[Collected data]

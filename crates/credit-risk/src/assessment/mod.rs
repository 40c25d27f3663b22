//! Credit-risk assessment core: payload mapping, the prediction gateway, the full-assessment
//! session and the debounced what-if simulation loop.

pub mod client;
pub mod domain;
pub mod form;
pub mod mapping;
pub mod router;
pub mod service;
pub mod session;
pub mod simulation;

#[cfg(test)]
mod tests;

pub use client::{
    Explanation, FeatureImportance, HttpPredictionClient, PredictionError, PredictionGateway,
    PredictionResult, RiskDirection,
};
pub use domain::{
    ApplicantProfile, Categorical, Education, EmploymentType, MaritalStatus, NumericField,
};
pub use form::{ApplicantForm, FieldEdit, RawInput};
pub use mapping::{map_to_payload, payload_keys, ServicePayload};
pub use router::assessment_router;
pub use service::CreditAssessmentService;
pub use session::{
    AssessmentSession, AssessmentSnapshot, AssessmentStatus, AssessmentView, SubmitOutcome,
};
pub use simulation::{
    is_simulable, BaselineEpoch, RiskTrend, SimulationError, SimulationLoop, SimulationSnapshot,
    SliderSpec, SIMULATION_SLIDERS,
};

EXERCISE GOAL
Look above for lines with the word "mapping" and copy them all.

SOLUTION FOR THIS PROBLEM
//! Credit-risk assessment core: payload mapping, the prediction gateway, the full-assessment
pub mod mapping;
pub use mapping::{map_to_payload, payload_keys, ServicePayload};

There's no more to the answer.